● Dataset records:
[Start of section]

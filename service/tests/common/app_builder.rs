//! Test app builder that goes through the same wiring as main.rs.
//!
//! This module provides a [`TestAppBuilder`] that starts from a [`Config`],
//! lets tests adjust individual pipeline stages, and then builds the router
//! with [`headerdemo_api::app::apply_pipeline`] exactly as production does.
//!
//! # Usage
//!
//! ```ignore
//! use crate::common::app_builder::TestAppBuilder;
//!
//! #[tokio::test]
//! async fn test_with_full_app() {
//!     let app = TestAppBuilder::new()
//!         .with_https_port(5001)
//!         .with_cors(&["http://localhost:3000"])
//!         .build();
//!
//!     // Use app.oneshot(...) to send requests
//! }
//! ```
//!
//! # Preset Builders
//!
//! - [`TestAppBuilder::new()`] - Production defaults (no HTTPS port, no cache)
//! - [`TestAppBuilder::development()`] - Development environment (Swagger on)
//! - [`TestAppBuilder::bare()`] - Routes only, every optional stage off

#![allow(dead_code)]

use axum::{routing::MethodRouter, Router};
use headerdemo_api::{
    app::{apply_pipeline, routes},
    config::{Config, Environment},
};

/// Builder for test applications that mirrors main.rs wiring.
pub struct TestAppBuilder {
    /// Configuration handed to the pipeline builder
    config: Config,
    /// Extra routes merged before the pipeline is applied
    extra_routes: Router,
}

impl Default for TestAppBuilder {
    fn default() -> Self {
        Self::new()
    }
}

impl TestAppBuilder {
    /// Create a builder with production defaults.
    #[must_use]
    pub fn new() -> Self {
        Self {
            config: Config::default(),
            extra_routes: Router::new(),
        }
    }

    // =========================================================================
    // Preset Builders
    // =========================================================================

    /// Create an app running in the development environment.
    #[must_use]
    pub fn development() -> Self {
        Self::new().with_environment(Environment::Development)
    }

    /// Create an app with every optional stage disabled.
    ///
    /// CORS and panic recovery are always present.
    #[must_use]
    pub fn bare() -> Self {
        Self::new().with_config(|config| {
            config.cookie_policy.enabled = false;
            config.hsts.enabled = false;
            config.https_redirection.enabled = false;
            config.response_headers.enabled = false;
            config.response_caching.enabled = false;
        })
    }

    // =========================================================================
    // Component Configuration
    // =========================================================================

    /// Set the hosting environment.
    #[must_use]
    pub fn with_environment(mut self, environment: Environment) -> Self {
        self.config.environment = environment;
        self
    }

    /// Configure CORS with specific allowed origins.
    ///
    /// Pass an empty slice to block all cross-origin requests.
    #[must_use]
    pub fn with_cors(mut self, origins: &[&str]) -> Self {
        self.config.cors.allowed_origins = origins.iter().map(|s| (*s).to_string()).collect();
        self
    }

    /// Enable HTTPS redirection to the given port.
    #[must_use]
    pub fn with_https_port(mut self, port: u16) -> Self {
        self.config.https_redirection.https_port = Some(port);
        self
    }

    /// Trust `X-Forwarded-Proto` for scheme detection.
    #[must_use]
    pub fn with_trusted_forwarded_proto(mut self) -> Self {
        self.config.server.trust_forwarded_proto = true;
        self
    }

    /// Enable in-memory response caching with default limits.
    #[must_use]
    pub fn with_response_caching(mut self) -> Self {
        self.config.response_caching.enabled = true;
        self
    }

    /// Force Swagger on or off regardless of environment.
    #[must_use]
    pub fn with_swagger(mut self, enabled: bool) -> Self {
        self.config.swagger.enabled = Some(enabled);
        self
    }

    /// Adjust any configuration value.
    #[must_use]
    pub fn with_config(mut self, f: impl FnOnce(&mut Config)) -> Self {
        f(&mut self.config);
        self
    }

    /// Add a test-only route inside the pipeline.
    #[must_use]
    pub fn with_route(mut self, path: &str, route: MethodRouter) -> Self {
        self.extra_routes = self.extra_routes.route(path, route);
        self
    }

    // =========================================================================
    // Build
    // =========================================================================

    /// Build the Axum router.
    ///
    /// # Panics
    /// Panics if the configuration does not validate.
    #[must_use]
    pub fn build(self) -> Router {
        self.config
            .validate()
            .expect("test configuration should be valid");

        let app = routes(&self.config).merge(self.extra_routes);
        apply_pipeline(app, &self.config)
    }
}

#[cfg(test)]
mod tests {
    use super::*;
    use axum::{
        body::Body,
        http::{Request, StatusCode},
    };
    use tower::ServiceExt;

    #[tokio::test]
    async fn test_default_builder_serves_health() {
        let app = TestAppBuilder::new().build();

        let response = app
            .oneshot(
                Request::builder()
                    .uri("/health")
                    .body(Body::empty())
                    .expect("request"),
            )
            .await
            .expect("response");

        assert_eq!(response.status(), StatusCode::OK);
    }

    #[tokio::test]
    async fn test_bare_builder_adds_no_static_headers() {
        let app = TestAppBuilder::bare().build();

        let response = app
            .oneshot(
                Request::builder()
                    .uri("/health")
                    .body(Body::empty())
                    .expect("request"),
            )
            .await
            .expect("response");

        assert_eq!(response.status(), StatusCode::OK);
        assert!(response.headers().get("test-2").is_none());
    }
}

[End of section]
[Start of section]

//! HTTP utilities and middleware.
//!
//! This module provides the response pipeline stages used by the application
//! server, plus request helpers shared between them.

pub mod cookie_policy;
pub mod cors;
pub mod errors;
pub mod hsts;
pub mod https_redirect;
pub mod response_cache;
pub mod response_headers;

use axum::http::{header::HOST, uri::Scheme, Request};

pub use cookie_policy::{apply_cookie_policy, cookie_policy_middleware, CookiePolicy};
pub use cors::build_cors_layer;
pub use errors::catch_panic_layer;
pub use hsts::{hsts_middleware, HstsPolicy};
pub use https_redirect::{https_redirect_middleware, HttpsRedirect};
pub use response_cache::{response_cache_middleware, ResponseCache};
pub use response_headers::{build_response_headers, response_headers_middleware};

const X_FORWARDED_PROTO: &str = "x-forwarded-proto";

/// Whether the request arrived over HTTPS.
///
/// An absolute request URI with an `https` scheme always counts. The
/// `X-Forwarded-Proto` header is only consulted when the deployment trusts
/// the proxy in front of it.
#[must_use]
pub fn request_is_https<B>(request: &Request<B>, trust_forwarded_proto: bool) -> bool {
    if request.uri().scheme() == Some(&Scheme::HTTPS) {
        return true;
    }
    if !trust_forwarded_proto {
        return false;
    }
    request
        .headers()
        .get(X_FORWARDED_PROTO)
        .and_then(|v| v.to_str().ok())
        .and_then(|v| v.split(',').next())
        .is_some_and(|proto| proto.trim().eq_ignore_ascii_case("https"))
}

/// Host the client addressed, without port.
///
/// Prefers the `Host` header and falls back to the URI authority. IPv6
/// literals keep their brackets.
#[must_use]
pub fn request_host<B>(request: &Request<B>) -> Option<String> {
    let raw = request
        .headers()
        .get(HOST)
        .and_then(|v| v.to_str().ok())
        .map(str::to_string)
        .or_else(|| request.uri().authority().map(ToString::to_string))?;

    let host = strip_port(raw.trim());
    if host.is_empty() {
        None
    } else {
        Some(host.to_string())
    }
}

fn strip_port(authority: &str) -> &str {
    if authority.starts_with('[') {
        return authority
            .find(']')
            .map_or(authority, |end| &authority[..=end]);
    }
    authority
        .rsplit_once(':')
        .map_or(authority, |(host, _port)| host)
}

[End of section]
[Start of section]

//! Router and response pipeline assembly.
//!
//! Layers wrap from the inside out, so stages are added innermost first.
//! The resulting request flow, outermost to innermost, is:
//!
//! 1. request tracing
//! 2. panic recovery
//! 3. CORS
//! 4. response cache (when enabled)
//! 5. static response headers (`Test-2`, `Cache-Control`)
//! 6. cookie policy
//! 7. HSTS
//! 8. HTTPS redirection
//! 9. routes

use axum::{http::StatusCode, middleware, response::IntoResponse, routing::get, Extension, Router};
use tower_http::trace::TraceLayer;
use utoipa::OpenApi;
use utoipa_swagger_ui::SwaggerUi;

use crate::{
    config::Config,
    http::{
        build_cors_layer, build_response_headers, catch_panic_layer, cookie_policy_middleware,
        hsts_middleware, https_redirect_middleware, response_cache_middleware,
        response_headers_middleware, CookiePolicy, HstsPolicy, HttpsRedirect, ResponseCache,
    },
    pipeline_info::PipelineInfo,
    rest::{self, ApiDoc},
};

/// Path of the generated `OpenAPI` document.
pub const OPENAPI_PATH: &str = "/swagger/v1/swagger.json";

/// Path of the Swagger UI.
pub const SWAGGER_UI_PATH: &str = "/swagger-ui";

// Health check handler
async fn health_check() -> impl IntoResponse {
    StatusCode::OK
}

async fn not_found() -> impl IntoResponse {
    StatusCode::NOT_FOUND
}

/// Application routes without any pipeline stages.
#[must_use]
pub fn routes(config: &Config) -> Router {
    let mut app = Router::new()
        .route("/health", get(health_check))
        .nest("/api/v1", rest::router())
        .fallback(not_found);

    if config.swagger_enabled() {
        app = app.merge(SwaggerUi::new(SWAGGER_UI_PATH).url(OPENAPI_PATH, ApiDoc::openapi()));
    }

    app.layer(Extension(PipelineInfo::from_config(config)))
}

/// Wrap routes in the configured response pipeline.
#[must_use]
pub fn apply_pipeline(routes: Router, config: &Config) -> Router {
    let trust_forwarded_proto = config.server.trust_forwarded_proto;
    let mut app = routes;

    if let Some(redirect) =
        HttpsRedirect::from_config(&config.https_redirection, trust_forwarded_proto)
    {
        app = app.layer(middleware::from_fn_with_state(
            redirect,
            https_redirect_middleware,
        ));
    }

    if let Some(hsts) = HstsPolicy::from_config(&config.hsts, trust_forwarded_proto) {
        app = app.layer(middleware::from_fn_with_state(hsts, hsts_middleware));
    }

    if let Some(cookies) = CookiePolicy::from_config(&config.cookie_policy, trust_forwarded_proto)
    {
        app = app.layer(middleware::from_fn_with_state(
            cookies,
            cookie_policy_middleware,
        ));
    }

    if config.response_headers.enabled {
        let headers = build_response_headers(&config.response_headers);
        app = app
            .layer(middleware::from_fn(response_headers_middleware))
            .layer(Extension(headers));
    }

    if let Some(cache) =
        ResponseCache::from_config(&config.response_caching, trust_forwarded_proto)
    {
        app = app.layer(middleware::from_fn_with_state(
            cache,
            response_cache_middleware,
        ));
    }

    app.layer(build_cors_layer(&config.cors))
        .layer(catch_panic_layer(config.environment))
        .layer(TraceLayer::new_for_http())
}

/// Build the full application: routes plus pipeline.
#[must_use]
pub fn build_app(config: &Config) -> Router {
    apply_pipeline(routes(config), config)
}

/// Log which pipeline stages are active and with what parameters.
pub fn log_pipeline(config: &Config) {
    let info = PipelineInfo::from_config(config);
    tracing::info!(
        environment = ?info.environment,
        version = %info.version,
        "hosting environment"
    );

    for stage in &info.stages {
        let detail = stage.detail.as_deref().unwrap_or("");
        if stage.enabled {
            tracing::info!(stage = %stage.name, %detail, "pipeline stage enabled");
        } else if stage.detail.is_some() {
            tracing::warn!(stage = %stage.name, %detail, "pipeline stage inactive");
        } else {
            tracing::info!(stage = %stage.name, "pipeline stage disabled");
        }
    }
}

[End of section]

● WHAT THIS TASK INVOLVES: Pick out the lines above containing the word "bool", then copy them.

● REPLY:
    pub fn with_swagger(mut self, enabled: bool) -> Self {
pub fn request_is_https<B>(request: &Request<B>, trust_forwarded_proto: bool) -> bool {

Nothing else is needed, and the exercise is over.